Qu’est-ce qui distingue les hommes dans leur approche de la vie ? Dans leur lecture de l’existence dans son sens le plus ontologique du mot en tant que présence à l’espace et plissement du temps ? Devant les travaux de Aissa Ikken, nous sommes en droit de poser quelques substrats essentiels pour appréhender un univers qui affiche ses grilles de lectures, sa procession de signes, sa célébration du symbole, entre fluctuations contingentes et sinuosités furtives sur le sens, la sémantique, la sémiotique du signifiant entre celui qui donne à voir et l’autre, tous les autres, qui, chacun, à sa mesure, perçoit le monde, d’un point de vue individuel teinté de mémoire collective. Il faut
croire, devant cette haute présence humaine dans l’œuvre du
peintre, qu’un homme n’est pas plus qu’un autre, s’il ne fait plus
qu’un autre. Et pour être réaliste, il faut encore
demander l'impossible pour atteindre à une quelconque valeur
parmi les hommes. J’ai toujours eu l’impression que les signes d’Aissa
Ikken étaient en charge de grands travaux. Des espèces de
palimpsestes éparpillés qu’il nous faudra réunir,
rassembler, dans un travail de philologue, d’anthropologue,
d’archéologue, de géomètre de l’espace
intérieur pour en toucher quelques bribes sur le sens de soi
face au monde. Signes sortis de l’âge primal pour sillonner
l’espace en le remodelant selon les cheminements et leurs trajectoires.

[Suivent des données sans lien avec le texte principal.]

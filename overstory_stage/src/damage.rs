// Copyright 2026 the Overstory Authors
// SPDX-License-Identifier: Apache-2.0 OR MIT

//! Pending-damage regions: small sets of dirty rectangles.

use kurbo::Rect;
use smallvec::SmallVec;

use crate::util::{is_positive_area, rect_contains_rect, rects_overlap};

/// Past this many rectangles a region collapses to its union bound.
const MAX_RECTS: usize = 8;

/// A pending-damage region: rectangles that must be repainted.
///
/// Rectangles are kept loose, not a minimal cover: adding a rectangle absorbs
/// ones it contains and is dropped when already contained, and once the set
/// grows past a small cap it collapses to the single union bound. That keeps
/// per-frame bookkeeping cheap while still bounding a paint traversal.
#[derive(Clone, Debug, Default)]
pub struct DamageRegion {
    rects: SmallVec<[Rect; 4]>,
}

impl DamageRegion {
    /// Create an empty region.
    pub fn new() -> Self {
        Self::default()
    }

    /// True if nothing is dirty.
    pub fn is_empty(&self) -> bool {
        self.rects.is_empty()
    }

    /// Number of rectangles currently held.
    pub fn len(&self) -> usize {
        self.rects.len()
    }

    /// Add a dirty rectangle. Zero-area rectangles are ignored.
    pub fn add(&mut self, rect: Rect) {
        if !is_positive_area(rect) {
            return;
        }
        for r in &self.rects {
            if rect_contains_rect(*r, rect) {
                return;
            }
        }
        self.rects.retain(|r| !rect_contains_rect(rect, *r));
        self.rects.push(rect);
        if self.rects.len() > MAX_RECTS
            && let Some(u) = self.union()
        {
            self.rects.clear();
            self.rects.push(u);
        }
    }

    /// Merge another region into this one.
    pub fn merge(&mut self, other: &Self) {
        for r in &other.rects {
            self.add(*r);
        }
    }

    /// Whether any dirty rectangle overlaps `rect` over a positive area.
    pub fn intersects(&self, rect: Rect) -> bool {
        self.rects.iter().any(|r| rects_overlap(*r, rect))
    }

    /// Bounding box of the dirty area overlapping `rect`, if any.
    pub fn dirty_within(&self, rect: Rect) -> Option<Rect> {
        let mut acc: Option<Rect> = None;
        for r in &self.rects {
            let hit = r.intersect(rect);
            if is_positive_area(hit) {
                acc = Some(match acc {
                    Some(a) => a.union(hit),
                    None => hit,
                });
            }
        }
        acc
    }

    /// Returns the union of all dirty rects.
    pub fn union(&self) -> Option<Rect> {
        let mut it = self.rects.iter().copied();
        let first = it.next()?;
        Some(it.fold(first, |acc, r| acc.union(r)))
    }

    /// Iterate the dirty rectangles.
    pub fn iter(&self) -> impl Iterator<Item = Rect> + '_ {
        self.rects.iter().copied()
    }

    /// Take the region, leaving this one empty.
    pub fn take(&mut self) -> Self {
        core::mem::take(self)
    }

    /// Drop all dirty rectangles.
    pub fn clear(&mut self) {
        self.rects.clear();
    }
}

Signes, enfin pour poser les jalons d’un retour amont où
l’originel n’est pas à découvrir en dehors de qui nous
sommes, chacun, dans sa nudité première, un individu dans
la foule du monde, une brindille, un point cunéiforme qui reste
à définir sur les grandes tablettes du cryptogramme du
temps. Aissa Ikken n’a pas choisi le signe, pas plus que le symbole ne
soit son souci premier ? Ce sont les écritures de pierre, les
traces, le dialogue secret des éléments qui apparaissent
en foultitude de point à définir. C’est finalement cela
un signe : ce qui viendra, ce qui sera à dire, ce qui appartient
à demain. D’où le mysticisme de cette peinture, une
sacralité qui se passe de confessionnal et dont la seule
expression reste l’interrogation du secret.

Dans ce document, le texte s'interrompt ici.